START PROVIDED MATERIAL
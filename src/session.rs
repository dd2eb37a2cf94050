//! Browsing session state
//!
//! Holds the catalog, the latest metrics and the selection ledger for one
//! user session. Nothing here is persisted.

use std::sync::{PoisonError, RwLock};

use chrono::{DateTime, Utc};

use crate::catalog::Catalog;
use crate::models::{Metrics, Profile};
use crate::nutrition::SharedLedger;

/// The most recent profile submission and its metrics
#[derive(Debug, Clone, Copy, PartialEq)]
pub struct Assessment {
    pub profile: Profile,
    pub metrics: Metrics,
    pub submitted_at: DateTime<Utc>,
}

/// Per-session state shared by the service tools
#[derive(Debug)]
pub struct Session {
    catalog: Catalog,
    assessment: RwLock<Option<Assessment>>,
    ledger: SharedLedger,
}

impl Session {
    pub fn new(catalog: Catalog) -> Self {
        Self {
            catalog,
            assessment: RwLock::new(None),
            ledger: SharedLedger::new(),
        }
    }

    pub fn catalog(&self) -> &Catalog {
        &self.catalog
    }

    pub fn ledger(&self) -> &SharedLedger {
        &self.ledger
    }

    /// Latest assessment, if a profile has been submitted
    pub fn assessment(&self) -> Option<Assessment> {
        *self.assessment.read().unwrap_or_else(PoisonError::into_inner)
    }

    pub fn metrics(&self) -> Option<Metrics> {
        self.assessment().map(|a| a.metrics)
    }

    /// Replace the assessment wholesale
    pub fn set_assessment(&self, assessment: Assessment) {
        *self.assessment.write().unwrap_or_else(PoisonError::into_inner) = Some(assessment);
    }
}

impl Default for Session {
    fn default() -> Self {
        Self::new(Catalog::default())
    }
}

#[cfg(test)]
mod tests {
    use super::*;
    use crate::models::{ActivityLevel, Sex};
    use crate::nutrition::compute_metrics;

    fn assessment(weight: f64) -> Assessment {
        let profile = Profile::new(weight, 175.0, 30, Sex::Male, ActivityLevel::Sedentary).unwrap();
        Assessment {
            profile,
            metrics: compute_metrics(&profile),
            submitted_at: Utc::now(),
        }
    }

    #[test]
    fn test_new_session_is_empty() {
        let session = Session::default();
        assert!(session.assessment().is_none());
        assert!(session.metrics().is_none());
        assert!(session.ledger().snapshot().is_empty());
        assert_eq!(session.catalog().len(), 12);
    }

    #[test]
    fn test_assessment_replaced_wholesale() {
        let session = Session::default();
        session.set_assessment(assessment(70.0));
        let second = assessment(90.0);
        session.set_assessment(second);

        assert_eq!(session.assessment(), Some(second));
        assert_eq!(session.metrics(), Some(second.metrics));
    }
}
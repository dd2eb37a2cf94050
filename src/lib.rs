//! NutriFit Library
//!
//! Daily energy targets from a body profile, and a meal selection ledger
//! that tracks chosen options against that target.

pub mod build_info;
pub mod catalog;
pub mod config;
pub mod mcp;
pub mod models;
pub mod nutrition;
pub mod session;
pub mod tools;
//! NutriFit Status Tool
//!
//! Provides runtime status information about the NutriFit service.

use serde::Serialize;
use std::time::Instant;
use sysinfo::{Pid, ProcessesToUpdate, System};

use crate::build_info::BuildInfo;
use crate::session::Session;

/// Usage instructions for AI assistants
pub const USAGE_INSTRUCTIONS: &str = r#"
# NutriFit Usage Instructions

NutriFit estimates daily energy needs from a profile and tracks a selection
of meal options against that target.

## 1. Submit a Profile

**Tool:** `submit_profile`

| Field | Example | Notes |
|-------|---------|-------|
| weight | "70" | kilograms, must be > 0 |
| height | "175" | centimeters, must be > 0 |
| age | "30" | years, must be >= 1 |
| gender | "Man" / "Woman" | also accepts male/female |
| activity_level | "Moderately Active" | see table below |

All five fields are required. An invalid form is rejected and the previous
metrics are kept.

### Activity Levels

| Level | Multiplier |
|-------|------------|
| Sedentary | 1.17 |
| Lightly Active | 1.27 |
| Moderately Active | 1.37 |
| Very Active | 1.52 |
| Extra Active | 1.65 |
| anything else | 1.2 |

### What Comes Back

- **BMR** (Mifflin-St Jeor): 10 × weight + 6.25 × height − 5 × age, +5 for men, −161 for women
- **TDEE**: BMR × activity multiplier
- **BMI**: weight / (height in m)²
- **Target**:
  - BMI < 18.5 → underweight, TDEE + 300
  - 18.5 ≤ BMI ≤ 24.9 → healthy, TDEE
  - BMI > 24.9 → overweight, TDEE − 300

Display values are rounded (BMI to 0.1, energy to whole kcal); `exact`
holds the unrounded figures.

## 2. Pick Meals

1. `list_meal_options` (optionally `meal_time`: breakfast, lunch, snack, dinner)
2. `toggle_meal` with the option title. Calling it again unselects the option.
3. `get_selection_summary` for the total, the target and what remains.
4. `clear_selection` to start over.

Options whose calories show as "/" are unknown. They stay in the selection
but do not count toward the total.

## Notes

- Nothing is persisted; restarting the server clears the session.
- Submitting a new profile replaces the target; the selection is kept.
"#;

/// Runtime status of the NutriFit service
#[derive(Debug, Clone, Serialize)]
pub struct NutrifitStatus {
    /// Build information
    pub build_number: u64,
    pub build_timestamp: &'static str,
    pub version: &'static str,

    /// Session information
    pub catalog_size: usize,
    pub has_metrics: bool,
    pub selected_count: usize,

    /// Process information
    pub uptime_seconds: u64,
    pub process_id: u32,
    pub memory_usage_bytes: u64,
}

/// Status tracker for collecting runtime information
pub struct StatusTracker {
    start_time: Instant,
}

impl StatusTracker {
    /// Create a new status tracker
    pub fn new() -> Self {
        Self {
            start_time: Instant::now(),
        }
    }

    /// Get the current status
    pub fn get_status(&self, session: &Session) -> NutrifitStatus {
        let build_info = BuildInfo::current();

        let pid = std::process::id();
        let mut sys = System::new();
        sys.refresh_processes(ProcessesToUpdate::Some(&[Pid::from_u32(pid)]));

        let memory_usage_bytes = sys
            .process(Pid::from_u32(pid))
            .map(|p| p.memory())
            .unwrap_or(0);

        NutrifitStatus {
            build_number: build_info.build_number,
            build_timestamp: build_info.build_timestamp,
            version: build_info.version,
            catalog_size: session.catalog().len(),
            has_metrics: session.metrics().is_some(),
            selected_count: session.ledger().snapshot().len(),
            uptime_seconds: self.start_time.elapsed().as_secs(),
            process_id: pid,
            memory_usage_bytes,
        }
    }
}

impl Default for StatusTracker {
    fn default() -> Self {
        Self::new()
    }
}
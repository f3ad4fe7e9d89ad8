//! Route Configuration
//!
//! Configures all HTTP routes for the API.

use axum::{
    extract::DefaultBodyLimit,
    middleware,
    response::IntoResponse,
    routing::{get, patch, post},
    Router,
};
use tower_http::services::ServeDir;

use super::handlers::{self, records};
use crate::domain::{Client, Expense, Rating, Report, Revenue, StateHistoryEntry, Vehicle};
use crate::infrastructure::metrics;
use crate::presentation::middleware::{auth_middleware, track_metrics};
use crate::startup::AppState;

/// Multipart framing on top of the file itself
const MULTIPART_OVERHEAD: usize = 64 * 1024;

/// Create the main API router
pub fn create_router(state: AppState) -> Router {
    let uploads = ServeDir::new(&state.settings.uploads.dir);
    let uploads_path = state.settings.uploads.public_path.trim_end_matches('/').to_string();

    Router::new()
        .nest("/api", api_routes(state.clone()))
        // Health check endpoints
        .route("/health", get(handlers::health::health_check))
        .route("/health/live", get(handlers::health::liveness))
        .route("/health/ready", get(handlers::health::readiness))
        // Prometheus metrics endpoint
        .route("/metrics", get(metrics_handler))
        .route_layer(middleware::from_fn(track_metrics))
        // Uploaded photos
        .nest_service(&uploads_path, uploads)
        .with_state(state)
}

/// Prometheus metrics endpoint handler
async fn metrics_handler() -> impl IntoResponse {
    let metrics = metrics::gather_metrics();
    (
        [(
            axum::http::header::CONTENT_TYPE,
            "text/plain; version=0.0.4; charset=utf-8",
        )],
        metrics,
    )
}

/// API routes
fn api_routes(state: AppState) -> Router<AppState> {
    let max_upload = state.settings.uploads.max_bytes + MULTIPART_OVERHEAD;

    Router::new()
        .merge(auth_routes(state))
        .merge(user_routes())
        .merge(client_routes())
        .merge(order_routes())
        .merge(record_routes::<Vehicle>("/vehicles"))
        .merge(record_routes::<StateHistoryEntry>("/state-history"))
        .merge(record_routes::<Expense>("/expenses"))
        .merge(record_routes::<Revenue>("/revenues"))
        .merge(record_routes::<Rating>("/ratings"))
        .route("/reports/summary", get(handlers::reports::summary))
        .merge(record_routes::<Report>("/reports"))
        .route("/email", post(handlers::email::send_email))
        .route(
            "/upload",
            post(handlers::upload::upload_photo).layer(DefaultBodyLimit::max(max_upload)),
        )
        .route("/public/orders/{id}", get(handlers::public::track_order))
}

/// Authentication routes; only `/auth/me` needs a token
fn auth_routes(state: AppState) -> Router<AppState> {
    let protected = Router::new()
        .route("/auth/me", get(handlers::auth::me))
        .route_layer(middleware::from_fn_with_state(state, auth_middleware));

    Router::new()
        .route("/auth/login", post(handlers::auth::login))
        .merge(protected)
}

/// Plain pass-through CRUD for one collection
fn record_routes<T: crate::domain::entities::Document>(base: &str) -> Router<AppState> {
    Router::new()
        .route(base, get(records::list::<T>).post(records::create::<T>))
        .route(
            &format!("{}/{{id}}", base),
            get(records::get::<T>)
                .put(records::update::<T>)
                .delete(records::delete::<T>),
        )
}

fn user_routes() -> Router<AppState> {
    use handlers::users;

    Router::new()
        .route("/users", get(users::list_users).post(users::create_user))
        .route(
            "/users/{id}",
            get(users::get_user)
                .put(users::update_user)
                .delete(users::delete_user),
        )
}

fn client_routes() -> Router<AppState> {
    record_routes::<Client>("/clients")
        .route("/clients/{id}/vehicles", get(handlers::clients::vehicles))
        .route("/clients/{id}/orders", get(handlers::clients::orders))
}

fn order_routes() -> Router<AppState> {
    use handlers::orders;

    Router::new()
        .route("/orders", get(orders::list_orders).post(orders::create_order))
        .route(
            "/orders/{id}",
            get(orders::get_order)
                .put(orders::update_order)
                .delete(orders::delete_order),
        )
        .route("/orders/{id}/state", patch(orders::change_state))
        .route("/orders/{id}/history", get(orders::get_history))
        .route("/orders/{id}/quotation", get(orders::get_quotation))
        .route("/orders/{id}/invoice", get(orders::get_invoice))
        .route("/orders/{id}/share-link", get(orders::get_share_link))
}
END PROVIDED MATERIAL
DIRECTIONS
The lines to copy are those above that contain the string "settings".

RESULT OF THIS EXERCISE
    let uploads = ServeDir::new(&state.settings.uploads.dir);
    let uploads_path = state.settings.uploads.public_path.trim_end_matches('/').to_string();
    let max_upload = state.settings.uploads.max_bytes + MULTIPART_OVERHEAD;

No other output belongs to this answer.